O trabalho de vocês se inspira em trabalhos realizados em outros países?

Este trabalho surgiu da necessidade de identificar os segmentos de rodovia com maior probabilidade de atropelamentos em felinos e lobo-guará de duas alunas de doutorado e mestrado. A única forma de acessar os dados foi oferecer a todos os contribuidores de dados a autoria num artigo em forma de data paper (artigo com acesso livre aos dados). Existem vários datapapers em outros temas do Brasil e a nível mundial, mas não conhecemos nenhuma compilação de dados de atropelamentos publicada numa revista internacional e de livre acesso.

Quais são as dificuldades para o estudo do impacto de atropelamentos? O uso de big data resolve essas dificuldades?

Muitos trabalhos são realizados num curto espaço de tempo e em áreas relativamente pequenas, o que impossibilita ter um conhecimento mais amplo dos fatores que explicam a ocorrência de atropelamentos. O acesso a um grande conjunto de dados permite obter resultados mais robustos e rigorosos.

Quais as dificuldades para realizar essa compilação de dados?

A única dificuldade que tivemos foi de uniformizar os dados numa única tabela com o mesmo sistema de coordenadas geográficas. Os trabalhos em atropelamentos já estavam feitos e o nosso  foi apenas contatar os autores e pedir que nos enviassem os registros de atropelamentos (espécie, data e coordenadas geográficas).

Atropelamentos fatais de fauna por classe sobrepostos a biomas e malha rodoviária

Como se faz o levantamento desses dados? O que são as contribuições oportunistas e as pesquisas sistemáticas? Pode me dar algum exemplo de contribuição oportunista?

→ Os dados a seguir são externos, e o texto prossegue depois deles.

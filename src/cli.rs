//! Command-line interface definition using clap.
//!
//! This module defines [`Args`], the argument structure of the `logmerge`
//! binary.

use std::path::PathBuf;

use clap::Parser;

/// Merge multi-line logs from many hosts into one chronological file.
#[derive(Parser, Debug, Clone)]
#[command(name = "logmerge")]
#[command(version, about, long_about = None)]
#[command(after_help = "EXAMPLES:
    logmerge api
    logmerge api -c /etc/logmerge/config.json -o merged.log
    logmerge worker -i 1-worker.log -i 2-worker.log.gz
    logmerge --list-modes")]
pub struct Args {
    /// Mode to run, as named in the configuration file
    #[arg(required_unless_present = "list_modes")]
    pub mode: Option<String>,

    /// Path to the configuration file
    #[arg(short, long, default_value = "config.json")]
    pub config: PathBuf,

    /// Merge these files instead of discovering inputs in the export path
    #[arg(short, long = "input", value_name = "FILE")]
    pub inputs: Vec<PathBuf>,

    /// Path to output file (default: the mode's export path and filename)
    #[arg(short, long)]
    pub output: Option<PathBuf>,

    /// List available modes and exit
    #[arg(long)]
    pub list_modes: bool,

    /// Delete input files after the merged output is written
    #[arg(long)]
    pub remove_inputs: bool,

    /// Extract timestamps on a single thread
    #[arg(long)]
    pub sequential: bool,

    /// Enable debug logging
    #[arg(short, long)]
    pub verbose: bool,
}

impl Args {
    /// Returns the merge configuration selected by the flags.
    pub fn merge_config(&self) -> crate::config::MergeConfig {
        crate::config::MergeConfig::new().with_parallel(!self.sequential)
    }
}
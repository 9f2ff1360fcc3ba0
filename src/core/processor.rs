//! Full merge pipeline: chunk, buffer, extract, sort, flatten.

use std::path::Path;

use super::chunker::chunk;
use super::merger::{flatten, merge};
use super::output::{OutputStats, write_lines};
use super::timestamp::TimestampPattern;
use crate::config::MergeConfig;
use crate::error::{LogMergeError, Result};

/// Statistics about the processing result
#[derive(Debug, Clone, Copy, Default, PartialEq, Eq)]
pub struct ProcessingStats {
    /// Number of records merged.
    pub records: usize,
    /// Number of lines in the merged output.
    pub lines: usize,
}

impl ProcessingStats {
    /// Average number of lines per record.
    pub fn lines_per_record(&self) -> f64 {
        if self.records == 0 {
            return 0.0;
        }
        self.lines as f64 / self.records as f64
    }
}

/// Merges a line stream into chronological record order.
///
/// # Example
///
/// ```
/// use logmerge::config::MergeConfig;
/// use logmerge::core::processor::merge_lines;
/// use logmerge::core::timestamp::TimestampPattern;
///
/// # fn main() -> logmerge::Result<()> {
/// let pattern = TimestampPattern::new(r"^(\d{4}-\d{2}-\d{2})", "%Y-%m-%d")?;
/// let (lines, stats) = merge_lines(
///     ["2024-01-02 B", "2024-01-01 A", "  more A"],
///     &pattern,
///     &MergeConfig::new(),
/// )?;
///
/// assert_eq!(lines, ["2024-01-01 A", "  more A", "2024-01-02 B"]);
/// assert_eq!(stats.records, 2);
/// # Ok(())
/// # }
/// ```
///
/// # Errors
///
/// [`LogMergeError::EmptyInput`] for an empty stream, otherwise any error of
/// [`merge`](super::merger::merge).
pub fn merge_lines<I>(
    lines: I,
    pattern: &TimestampPattern,
    config: &MergeConfig,
) -> Result<(Vec<String>, ProcessingStats)>
where
    I: IntoIterator,
    I::Item: Into<String>,
{
    let records: Vec<_> = chunk(lines, pattern).collect();
    if records.is_empty() {
        return Err(LogMergeError::empty_input("no input lines"));
    }
    tracing::debug!(records = records.len(), "chunked input");

    let record_count = records.len();
    let merged = flatten(merge(records, pattern, config)?);

    let stats = ProcessingStats {
        records: record_count,
        lines: merged.len(),
    };
    Ok((merged, stats))
}

/// Full processing pipeline: merge + write the result to `output_path`.
///
/// Nothing is written if merging fails.
pub fn process_and_write<I>(
    lines: I,
    pattern: &TimestampPattern,
    config: &MergeConfig,
    output_path: impl AsRef<Path>,
) -> Result<(ProcessingStats, OutputStats)>
where
    I: IntoIterator,
    I::Item: Into<String>,
{
    let (merged, stats) = merge_lines(lines, pattern, config)?;
    let output = write_lines(output_path, &merged)?;
    Ok((stats, output))
}

#[cfg(test)]
mod tests {
    use super::*;
    use std::fs;
    use tempfile::tempdir;

    fn pattern() -> TimestampPattern {
        TimestampPattern::new(r"^(\d{4}-\d{2}-\d{2} \d{2}:\d{2})", "%Y-%m-%d %H:%M").unwrap()
    }

    #[test]
    fn test_merge_lines_stats() {
        let input = [
            "2024-01-02 10:00 hello",
            "2024-01-01 09:00 world",
            "  detail line",
        ];
        let (lines, stats) = merge_lines(input, &pattern(), &MergeConfig::new()).unwrap();
        assert_eq!(lines.len(), 3);
        assert_eq!(
            stats,
            ProcessingStats {
                records: 2,
                lines: 3
            }
        );
        assert!((stats.lines_per_record() - 1.5).abs() < f64::EPSILON);
    }

    #[test]
    fn test_merge_lines_empty() {
        let err = merge_lines(Vec::<String>::new(), &pattern(), &MergeConfig::new()).unwrap_err();
        assert!(err.is_empty_input());
    }

    #[test]
    fn test_lines_per_record_zero() {
        assert_eq!(ProcessingStats::default().lines_per_record(), 0.0);
    }

    #[test]
    fn test_process_and_write() {
        let dir = tempdir().unwrap();
        let out = dir.path().join("merged.log");
        let input = ["2024-01-02 10:00 b", "2024-01-01 09:00 a"];

        let (stats, output) =
            process_and_write(input, &pattern(), &MergeConfig::new(), &out).unwrap();

        assert_eq!(stats.records, 2);
        assert_eq!(output.lines, 2);
        assert_eq!(
            fs::read_to_string(&out).unwrap(),
            "2024-01-01 09:00 a\n2024-01-02 10:00 b\n"
        );
    }

    #[test]
    fn test_failed_merge_writes_nothing() {
        let dir = tempdir().unwrap();
        let out = dir.path().join("merged.log");
        let input = ["2024-01-02 10:00 b", "2024-99-01 09:00 bad month"];

        let err = process_and_write(input, &pattern(), &MergeConfig::new(), &out).unwrap_err();
        assert!(err.is_malformed_record());
        assert!(!out.exists());
    }
}
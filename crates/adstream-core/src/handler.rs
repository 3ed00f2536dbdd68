use std::sync::Arc;
use std::time::{Duration, Instant};

use ldap3::{Ldap, Scope};
use tokio::sync::{Mutex, RwLock};
use tracing::{debug, info};

use crate::config::HandlerConfig;
use crate::connection::AdConnection;
use crate::error::AdError;
use crate::filter::{self, FilterExpr};
use crate::schema::{self, Schema};
use crate::search::{self, ObjectStream, SearchQuery, SearchTask, Select};
use crate::transitive;
use crate::value::AdObject;

/// How long a failed bootstrap blocks further attempts.
const BOOTSTRAP_RETRY_INTERVAL: Duration = Duration::from_secs(10);

struct SchemaState {
    schema: Arc<Schema>,
    initialized: bool,
    last_attempt: Option<Instant>,
}

/// The public façade: validates configuration once, bootstraps the
/// attribute schema lazily on first search, and hands out lazily
/// streamed, schema-normalized results. Constructed once per directory
/// and shared for the life of the process.
pub struct AdHandler {
    config: HandlerConfig,
    state: RwLock<SchemaState>,
    bootstrap_gate: Mutex<()>,
}

impl AdHandler {
    pub fn new(config: HandlerConfig) -> Result<Self, AdError> {
        config.validate()?;
        let seeded = Arc::new(schema::seed_schema(&config.override_single_valued));
        Ok(Self {
            config,
            state: RwLock::new(SchemaState {
                schema: seeded,
                initialized: false,
                last_attempt: None,
            }),
            bootstrap_gate: Mutex::new(()),
        })
    }

    /// Open and bind a dedicated connection, for callers that want to run
    /// several searches over one socket. The caller is responsible for
    /// `close()`.
    pub async fn connect(&self) -> Result<AdConnection, AdError> {
        AdConnection::open(&self.config).await
    }

    /// Run a search and yield normalized objects lazily, one entry at a
    /// time, with bounded buffering between the server and the consumer.
    pub async fn get_objects(&self, query: SearchQuery) -> Result<ObjectStream, AdError> {
        if query.wait_for_init {
            self.ensure_initialized(query.connection.as_ref()).await?;
        }
        self.start_search(query, true).await
    }

    /// Run a search and materialize every result.
    pub async fn get_all_objects(&self, query: SearchQuery) -> Result<Vec<AdObject>, AdError> {
        self.get_objects(query).await?.collect().await
    }

    /// Run a search that must produce exactly one object. Zero results
    /// and more than one are both errors.
    pub async fn get_one_object(&self, query: SearchQuery) -> Result<AdObject, AdError> {
        let mut stream = self.get_objects(query).await?;
        let Some(first) = stream.next().await else {
            return Err(AdError::Query("expected exactly one object, found none".into()));
        };
        let first = first?;
        if let Some(second) = stream.next().await {
            second?;
            return Err(AdError::Query(
                "expected exactly one object, found more".into(),
            ));
        }
        Ok(first)
    }

    /// The schema currently in force (seeded until bootstrap completes).
    async fn schema_snapshot(&self) -> Arc<Schema> {
        self.state.read().await.schema.clone()
    }

    async fn start_search(
        &self,
        query: SearchQuery,
        allow_ranged: bool,
    ) -> Result<ObjectStream, AdError> {
        search::validate_select(&query.select)?;
        let schema = self.schema_snapshot().await;
        let (ldap, owned) = match &query.connection {
            Some(handle) => (handle.clone(), None),
            None => {
                let connection = AdConnection::open(&self.config).await?;
                (connection.handle(), Some(connection))
            }
        };
        // from here on an owned connection must be released on every path
        match self.prepare_task(&query, &schema, &ldap, allow_ranged).await {
            Ok(task) => Ok(search::spawn_search(ldap, owned, task)),
            Err(e) => {
                if let Some(connection) = owned {
                    let _ = connection.close().await;
                }
                Err(e)
            }
        }
    }

    async fn prepare_task(
        &self,
        query: &SearchQuery,
        schema: &Arc<Schema>,
        ldap: &Ldap,
        allow_ranged: bool,
    ) -> Result<SearchTask, AdError> {
        let transitive_on = query
            .transitive
            .unwrap_or(self.config.transitive_search_default);
        let filter_string = if transitive_on {
            let rewritten = transitive::expand(
                &query.filter,
                ldap.clone(),
                self.config.transitive_base(),
                schema.boolean_attributes(),
                self.config.page_size,
            )
            .await?;
            filter::compile(&rewritten, schema.boolean_attributes())?
        } else {
            filter::compile(&query.filter, schema.boolean_attributes())?
        };
        let (wire_attrs, selected, keep_dn) = search::wire_attributes(&query.select);
        Ok(SearchTask {
            base: query
                .base
                .clone()
                .unwrap_or_else(|| self.config.domain_base_dn.clone()),
            scope: query.scope,
            filter: filter_string,
            wire_attrs,
            selected,
            keep_dn,
            schema: schema.clone(),
            page_size: self.config.page_size,
            queue_capacity: self.config.queue_capacity,
            allow_ranged,
        })
    }

    /// Single-flight schema bootstrap. Overlapping callers coalesce on
    /// the gate; within the retry window after a failure, callers fail
    /// fast instead of hammering the directory.
    async fn ensure_initialized(&self, connection: Option<&Ldap>) -> Result<(), AdError> {
        if self.state.read().await.initialized {
            return Ok(());
        }
        let _gate = self.bootstrap_gate.lock().await;
        {
            let state = self.state.read().await;
            if state.initialized {
                return Ok(());
            }
            if let Some(at) = state.last_attempt {
                if at.elapsed() < BOOTSTRAP_RETRY_INTERVAL {
                    return Err(AdError::Schema(format!(
                        "schema bootstrap failed {}s ago; retrying at most once per {}s",
                        at.elapsed().as_secs(),
                        BOOTSTRAP_RETRY_INTERVAL.as_secs()
                    )));
                }
            }
        }
        self.state.write().await.last_attempt = Some(Instant::now());
        info!("bootstrapping attribute schema");
        let schema = self.bootstrap(connection).await?;
        let mut state = self.state.write().await;
        state.schema = Arc::new(schema);
        state.initialized = true;
        info!("attribute schema ready");
        Ok(())
    }

    /// The self-search over the schema configuration naming context. Runs
    /// with the seeded schema and with ranged completion disabled.
    async fn bootstrap(&self, connection: Option<&Ldap>) -> Result<Schema, AdError> {
        let query = SearchQuery {
            select: Select::List(
                schema::BOOTSTRAP_SELECT
                    .iter()
                    .map(|s| s.to_string())
                    .collect(),
            ),
            base: Some(self.config.schema_config_base_dn.clone()),
            filter: FilterExpr::equals("objectClass", "attributeSchema"),
            scope: Scope::Subtree,
            transitive: Some(false),
            wait_for_init: false,
            connection: connection.cloned(),
        };
        let rows = self.start_search(query, false).await?.collect().await?;
        debug!(rows = rows.len(), "schema rows fetched");
        schema::apply_schema_rows(&rows, &self.config.override_single_valued)
    }
}

#[cfg(test)]
mod tests {
    use super::*;

    fn valid_config() -> HandlerConfig {
        HandlerConfig::new(
            "ldap://dc01.example.com",
            "svc-search@example.com",
            "hunter2",
            "DC=example,DC=com",
            "CN=Schema,CN=Configuration,DC=example,DC=com",
        )
    }

    #[test]
    fn test_construction_validates() {
        assert!(AdHandler::new(valid_config()).is_ok());
        let mut config = valid_config();
        config.domain_base_dn = "nonsense".to_string();
        assert!(AdHandler::new(config).is_err());
    }

    #[tokio::test]
    async fn test_seeded_schema_before_bootstrap() {
        let mut config = valid_config();
        config
            .override_single_valued
            .insert("proxyAddresses".to_string(), false);
        let handler = AdHandler::new(config).unwrap();
        let schema = handler.schema_snapshot().await;
        assert!(schema.get("lDAPDisplayName").unwrap().single_valued);
        assert!(!schema.get("proxyAddresses").unwrap().single_valued);
        assert!(schema.get("member").is_none());
    }

    #[tokio::test]
    async fn test_bootstrap_throttle_window() {
        let handler = AdHandler::new(valid_config()).unwrap();
        handler.state.write().await.last_attempt = Some(Instant::now());
        let err = handler.ensure_initialized(None).await.unwrap_err();
        assert!(err.to_string().contains("bootstrap"), "got: {err}");
    }

    #[tokio::test]
    async fn test_initialized_skips_bootstrap() {
        let handler = AdHandler::new(valid_config()).unwrap();
        handler.state.write().await.initialized = true;
        assert!(handler.ensure_initialized(None).await.is_ok());
    }
}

A maioria dos dados provêm de trabalhos sistemáticos em que estudantes e pesquisadores monitoraram a rodovia de forma regular. As contribuições oportunistas provêm de observações de atropelamentos na rodovia sem qualquer trabalho de monitorização.

Vejamos se entendi: a pessoa está na estrada, dirigindo, vê um tatu atropelado e informa à polícia rodoviária. É isso? Como esse dado chega até o banco de dados?

Os dados oportunistas são mesmo dos próprios pesquisadores que contatamos. Registraram nas suas viagens e depois cederam essa informação para nós. Não existe nenhuma base de dados recolhida pela polícia, embora em muitos países ja existam devido aos acidentes causados principalmente por grandes ungulados [antiga designação de mamíferos com casco, como cavalo e boi, hoje em desuso] e em Portugal vai começar um projeto de formação da polícia de trânsito para identificar espécies de vertebrados atropelados em toda a rede nacional de estradas.

Como as informações compiladas podem ser usadas, na prática, para diminuir os atropelamentos?

Esta base de dados permite analisar de forma mais rigorosa quais os factores espaciais e temporais que promovem os atropelamentos. Se descrevermos os padrões espaciais e temporais dos atropelamentos conseguiremos prever em que segmentos de rodovia a probabilidade de atropelamento é maior e recomendar onde devem ser implementadas medidas de minimização de atropelamentos como as passagens para fauna ou a vedação.